(Extracted records)

-- -- --

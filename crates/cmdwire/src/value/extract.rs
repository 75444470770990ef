//! Typed extraction from coerced values.

use std::collections::{BTreeMap, HashMap};
use std::hash::{BuildHasher, Hash};

use super::Value;
use crate::error::CmdError;

/// Converts a coerced [`Value`] back into a Rust value.
///
/// Extraction is exact: by the time a command reads its fields the
/// coercion engine has already produced values of the declared types, so a
/// mismatch here means the command's schema and its Rust fields disagree.
///
/// # Example
///
/// ```
/// use cmdwire::value::{FromValue, Value};
///
/// let verbose = Option::<bool>::from_value(Value::Bool(true).boxed()).expect("bool");
/// assert_eq!(verbose, Some(true));
/// ```
pub trait FromValue: Sized {
    /// Performs the conversion.
    ///
    /// # Errors
    ///
    /// Returns an [`ErrorCode::InvalidType`](crate::ErrorCode::InvalidType)
    /// error when `value` has a different shape.
    fn from_value(value: Value) -> Result<Self, CmdError>;
}

pub(crate) fn mismatch(expected: &str, got: &Value) -> CmdError {
    CmdError::invalid_type(format!(
        "expected a {expected} value, got {}",
        got.type_name()
    ))
}

macro_rules! from_value_scalar {
    ($($ty:ty => $variant:ident as $label:literal),* $(,)?) => {
        $(
            impl FromValue for $ty {
                fn from_value(value: Value) -> Result<Self, CmdError> {
                    match value {
                        Value::$variant(inner) => Ok(inner),
                        other => Err(mismatch($label, &other)),
                    }
                }
            }
        )*
    };
}

from_value_scalar! {
    bool => Bool as "bool",
    i8 => I8 as "i8",
    i16 => I16 as "i16",
    i32 => I32 as "i32",
    i64 => I64 as "i64",
    u8 => U8 as "u8",
    u16 => U16 as "u16",
    u32 => U32 as "u32",
    u64 => U64 as "u64",
    f32 => F32 as "f32",
    f64 => F64 as "f64",
    String => Str as "string",
}

impl FromValue for Value {
    fn from_value(value: Self) -> Result<Self, CmdError> {
        Ok(value)
    }
}

impl<T: FromValue> FromValue for Option<T> {
    fn from_value(value: Value) -> Result<Self, CmdError> {
        match value {
            Value::Nil => Ok(None),
            Value::Ref(inner) => T::from_value(*inner).map(Some),
            other => Err(mismatch("optional", &other)),
        }
    }
}

impl<T: FromValue> FromValue for Vec<T> {
    fn from_value(value: Value) -> Result<Self, CmdError> {
        match value {
            Value::Seq(items) => items.into_iter().map(T::from_value).collect(),
            other => Err(mismatch("sequence", &other)),
        }
    }
}

impl<T: FromValue, const N: usize> FromValue for [T; N] {
    fn from_value(value: Value) -> Result<Self, CmdError> {
        let items = match value {
            Value::Array(items) => items,
            other => return Err(mismatch("array", &other)),
        };
        let len = items.len();
        let decoded = items
            .into_iter()
            .map(T::from_value)
            .collect::<Result<Vec<T>, _>>()?;
        Self::try_from(decoded).map_err(|_| {
            CmdError::invalid_type(format!("expected an array of {N} elements, got {len}"))
        })
    }
}

impl<T: FromValue> FromValue for BTreeMap<String, T> {
    fn from_value(value: Value) -> Result<Self, CmdError> {
        match value {
            Value::Map(entries) => entries
                .into_iter()
                .map(|(key, item)| Ok((key, T::from_value(item)?)))
                .collect(),
            other => Err(mismatch("map", &other)),
        }
    }
}

impl<K, T, S> FromValue for HashMap<K, T, S>
where
    K: From<String> + Eq + Hash,
    T: FromValue,
    S: BuildHasher + Default,
{
    fn from_value(value: Value) -> Result<Self, CmdError> {
        match value {
            Value::Map(entries) => entries
                .into_iter()
                .map(|(key, item)| Ok((K::from(key), T::from_value(item)?)))
                .collect(),
            other => Err(mismatch("map", &other)),
        }
    }
}

impl Value {
    /// Unwraps a value of the named type `name`.
    ///
    /// Newtype wrappers use this from their [`FromValue`] implementation.
    ///
    /// # Errors
    ///
    /// Returns an [`ErrorCode::InvalidType`](crate::ErrorCode::InvalidType)
    /// error when the value is not of the named type.
    pub fn into_named(self, name: &str) -> Result<Self, CmdError> {
        match self {
            Self::Named { name: got, value } if got == name => Ok(*value),
            other => Err(mismatch(name, &other)),
        }
    }
}
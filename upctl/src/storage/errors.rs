use std::io;

use thiserror::Error;

/// Failure reported by a storage backend.
///
/// Backends classify their native errors into these categories so that callers can decide
/// what to tell the client without knowing which store is behind the trait.
#[derive(Error, Debug)]
pub enum StorageError {
    /// No object exists under the requested key
    #[error("Object not found")]
    NotFound,

    /// The store refused the operation (credentials, bucket policy, filesystem permissions)
    #[error("Permission denied: {message}")]
    PermissionDenied { message: String },

    /// The store is out of space or the caller exceeded a quota
    #[error("Quota exceeded: {message}")]
    QuotaExceeded { message: String },

    /// The operation did not complete in time
    #[error("Timed out: {message}")]
    Timeout { message: String },

    /// The store could not be reached or reported a transient failure
    #[error("Store unavailable: {message}")]
    Unavailable { message: String },

    /// Catch-all for unclassified failures
    #[error(transparent)]
    Other(#[from] anyhow::Error),
}

impl StorageError {
    /// Short description that is safe to return to clients.
    ///
    /// Unclassified errors are reduced to a generic phrase; the full chain only goes to logs.
    pub fn user_message(&self) -> String {
        match self {
            StorageError::NotFound => "object not found".to_string(),
            StorageError::PermissionDenied { message } => format!("permission denied ({message})"),
            StorageError::QuotaExceeded { message } => format!("quota exceeded ({message})"),
            StorageError::Timeout { message } => format!("timed out ({message})"),
            StorageError::Unavailable { message } => format!("store unavailable ({message})"),
            StorageError::Other(_) => "write failed".to_string(),
        }
    }
}

impl From<io::Error> for StorageError {
    fn from(err: io::Error) -> Self {
        match err.kind() {
            io::ErrorKind::NotFound => StorageError::NotFound,
            io::ErrorKind::PermissionDenied | io::ErrorKind::ReadOnlyFilesystem => StorageError::PermissionDenied {
                message: err.to_string(),
            },
            io::ErrorKind::StorageFull | io::ErrorKind::QuotaExceeded | io::ErrorKind::FileTooLarge => StorageError::QuotaExceeded {
                message: err.to_string(),
            },
            io::ErrorKind::TimedOut => StorageError::Timeout { message: err.to_string() },
            _ => StorageError::Other(anyhow::Error::from(err)),
        }
    }
}

/// Type alias for storage operation results
pub type Result<T> = std::result::Result<T, StorageError>;
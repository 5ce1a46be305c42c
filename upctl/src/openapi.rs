//! OpenAPI documentation, served as JSON at `/api-docs/openapi.json` and rendered at `/docs`.

use utoipa::OpenApi;

use crate::api;

#[derive(OpenApi)]
#[openapi(
    info(
        title = "upctl",
        description = "Accepts files over HTTP and persists them to durable object storage."
    ),
    paths(api::handlers::files::upload_file),
    components(schemas(api::models::files::FileUploadResponse, api::models::files::UploadErrorResponse)),
    tags(
        (name = "files", description = "Upload files. Each successful upload is stored under a new, never reused key.")
    )
)]
pub struct ApiDoc;
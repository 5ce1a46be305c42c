//! Helpers for building test applications.

use std::sync::Arc;
use std::time::Duration;

use axum_test::TestServer;

use crate::config::{Config, StorageBackend};
use crate::limits::Limiters;
use crate::storage::{FileStorage, MemoryFileStorage};
use crate::upload::{UploadHandler, UploadSettings};
use crate::{AppState, Application, build_router};

/// Largest body the test configuration accepts
pub const TEST_MAX_FILE_SIZE: u64 = 1024;

pub fn create_test_config() -> Config {
    let mut config = Config {
        host: "127.0.0.1".to_string(),
        port: 0,
        ..Default::default()
    };
    config.storage.backend = StorageBackend::Memory;
    config.storage.put_timeout = Duration::from_secs(5);
    config.limits.files.max_file_size = TEST_MAX_FILE_SIZE;
    config
}

/// Test server backed by in-memory storage, returned alongside it for inspection
pub async fn create_test_app() -> (TestServer, Arc<MemoryFileStorage>) {
    let storage = Arc::new(MemoryFileStorage::new());
    let server = create_test_app_with_storage(create_test_config(), storage.clone());
    (server, storage)
}

pub fn create_test_app_with_storage(config: Config, storage: Arc<dyn FileStorage>) -> TestServer {
    Application::with_storage(config, storage)
        .expect("Failed to create application")
        .into_test_server()
}

/// State for tests that need to reach into the limiters while requests are served
pub fn create_test_state(config: Config, storage: Arc<dyn FileStorage>) -> AppState {
    AppState::builder()
        .uploads(UploadHandler::new(storage, UploadSettings::from_config(&config)))
        .limiters(Limiters::new(&config.limits))
        .config(config)
        .build()
}

pub fn create_test_server(state: &AppState) -> TestServer {
    let router = build_router(state).expect("Failed to build router");
    TestServer::new(router.into_make_service()).expect("Failed to create test server")
}
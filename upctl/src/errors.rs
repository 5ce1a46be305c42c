use axum::{
    Json,
    http::StatusCode,
    response::{IntoResponse, Response},
};
use thiserror::Error as ThisError;

use crate::api::models::files::UploadErrorResponse;

/// Service-level errors raised outside the upload handler contract (admission control, startup,
/// configuration). Upload outcomes themselves are reported through
/// [`UploadResult`](crate::upload::UploadResult).
#[derive(ThisError, Debug)]
pub enum Error {
    /// Upload capacity exhausted
    #[error("Too many requests: {message}")]
    TooManyRequests { message: String },

    /// Generic internal service error
    #[error("Failed to {operation}")]
    Internal { operation: String },
}

impl Error {
    pub fn status_code(&self) -> StatusCode {
        match self {
            Error::TooManyRequests { .. } => StatusCode::TOO_MANY_REQUESTS,
            Error::Internal { .. } => StatusCode::INTERNAL_SERVER_ERROR,
        }
    }

    /// Returns a user-safe error message, without leaking internal implementation details
    pub fn user_message(&self) -> String {
        match self {
            Error::TooManyRequests { message } => message.clone(),
            Error::Internal { .. } => "Internal server error".to_string(),
        }
    }
}

impl IntoResponse for Error {
    fn into_response(self) -> Response {
        match &self {
            Error::Internal { .. } => {
                tracing::error!("Internal service error: {:#}", self);
            }
            Error::TooManyRequests { .. } => {
                tracing::warn!("Request rejected: {}", self);
            }
        }

        let body = UploadErrorResponse {
            error: self.user_message(),
        };
        (self.status_code(), Json(body)).into_response()
    }
}

/// Type alias for service operation results
pub type Result<T> = std::result::Result<T, Error>;
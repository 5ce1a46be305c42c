//! Tracing setup: console logging plus optional OpenTelemetry export.
//!
//! Console output (`fmt` layer) is always on and filtered through `RUST_LOG` (default `info`).
//! OTLP export is off unless `enable_otel_export` is set, and is then configured through the
//! standard OpenTelemetry environment variables:
//!
//! - `OTEL_EXPORTER_OTLP_ENDPOINT` - collector URL (default `http://localhost:4318`)
//! - `OTEL_EXPORTER_OTLP_PROTOCOL` - `http/protobuf` (default) or `http/json`
//! - `OTEL_EXPORTER_OTLP_HEADERS` - comma-separated `key=value` pairs, `%20` decodes to a space
//! - `OTEL_SERVICE_NAME` - defaults to `upctl`
//!
//! Call [`shutdown_telemetry`] before exit so buffered spans are flushed.

use std::collections::HashMap;
use std::sync::OnceLock;

use opentelemetry::KeyValue;
use opentelemetry::trace::TracerProvider as _;
use opentelemetry_otlp::{Protocol, WithExportConfig, WithHttpConfig};
use opentelemetry_sdk::trace::SdkTracerProvider;
use tracing::info;
use tracing_subscriber::EnvFilter;
use tracing_subscriber::layer::SubscriberExt;
use tracing_subscriber::util::SubscriberInitExt;

const DEFAULT_SERVICE_NAME: &str = "upctl";
const DEFAULT_OTLP_ENDPOINT: &str = "http://localhost:4318";

/// tracing-opentelemetry only holds a tracer, so the provider is kept here to flush on shutdown
static TRACER_PROVIDER: OnceLock<SdkTracerProvider> = OnceLock::new();

/// Install the global tracing subscriber.
///
/// If OTLP export is requested but the exporter cannot be built, the service still starts with
/// console logging only.
pub fn init_telemetry(enable_otel_export: bool) -> anyhow::Result<()> {
    let env_filter = EnvFilter::try_from_default_env().unwrap_or_else(|_| EnvFilter::new("info"));
    let registry = tracing_subscriber::registry()
        .with(env_filter)
        .with(tracing_subscriber::fmt::layer());

    if !enable_otel_export {
        registry.try_init()?;
        info!("Telemetry initialized (OTLP export disabled)");
        return Ok(());
    }

    match create_otlp_tracer() {
        Ok(tracer) => {
            registry.with(tracing_opentelemetry::layer().with_tracer(tracer)).try_init()?;
            info!("Telemetry initialized with OTLP export enabled");
        }
        Err(e) => {
            registry.try_init()?;
            info!("Telemetry initialized without OTLP export: {}", e);
        }
    }

    Ok(())
}

fn create_otlp_tracer() -> anyhow::Result<opentelemetry_sdk::trace::Tracer> {
    let service_name = std::env::var("OTEL_SERVICE_NAME").unwrap_or_else(|_| DEFAULT_SERVICE_NAME.to_string());
    let endpoint = std::env::var("OTEL_EXPORTER_OTLP_ENDPOINT").unwrap_or_else(|_| DEFAULT_OTLP_ENDPOINT.to_string());
    let headers = std::env::var("OTEL_EXPORTER_OTLP_HEADERS")
        .map(|raw| parse_otlp_headers(&raw))
        .unwrap_or_default();

    let protocol = match std::env::var("OTEL_EXPORTER_OTLP_PROTOCOL").as_deref() {
        Ok("http/json") => Protocol::HttpJson,
        _ => Protocol::HttpBinary,
    };

    // The subscriber isn't installed yet, so report straight to stderr
    eprintln!(
        "[OTLP] service={} endpoint={} protocol={:?} headers={}",
        service_name,
        endpoint,
        protocol,
        headers.len()
    );

    let exporter = opentelemetry_otlp::SpanExporter::builder()
        .with_http()
        .with_endpoint(&endpoint)
        .with_protocol(protocol)
        .with_headers(headers)
        .build()?;

    let tracer_provider = SdkTracerProvider::builder()
        .with_batch_exporter(exporter)
        .with_resource(
            opentelemetry_sdk::Resource::builder()
                .with_attribute(KeyValue::new("service.name", service_name.clone()))
                .build(),
        )
        .build();

    let tracer = tracer_provider.tracer(service_name);
    let _ = TRACER_PROVIDER.set(tracer_provider);

    Ok(tracer)
}

/// Parse `OTEL_EXPORTER_OTLP_HEADERS` (`k1=v1,k2=v2`, `%20` for spaces)
fn parse_otlp_headers(raw: &str) -> HashMap<String, String> {
    raw.replace("%20", " ")
        .split(',')
        .filter_map(|pair| pair.split_once('='))
        .map(|(key, value)| (key.trim().to_string(), value.trim().to_string()))
        .filter(|(key, _)| !key.is_empty())
        .collect()
}

/// Flush and shut down the tracer provider, if OTLP export was enabled
pub fn shutdown_telemetry() {
    if let Some(provider) = TRACER_PROVIDER.get()
        && let Err(e) = provider.shutdown()
    {
        tracing::error!("Failed to shutdown tracer provider: {}", e);
    }
}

-- -- --

DIRECTIONS FOR THIS TASK:
Above are the entries. Output exactly the lines beginning with the line that has "pub type Result<T> = std::result::Result<T, Error>;" and ending with the line that has "configured through the".

SOLUTION FOR THIS EXERCISE:
pub type Result<T> = std::result::Result<T, Error>;
repository 5ce1a46be305c42c
//! Tracing setup: console logging plus optional OpenTelemetry export.
//!
//! Console output (`fmt` layer) is always on and filtered through `RUST_LOG` (default `info`).
//! OTLP export is off unless `enable_otel_export` is set, and is then configured through the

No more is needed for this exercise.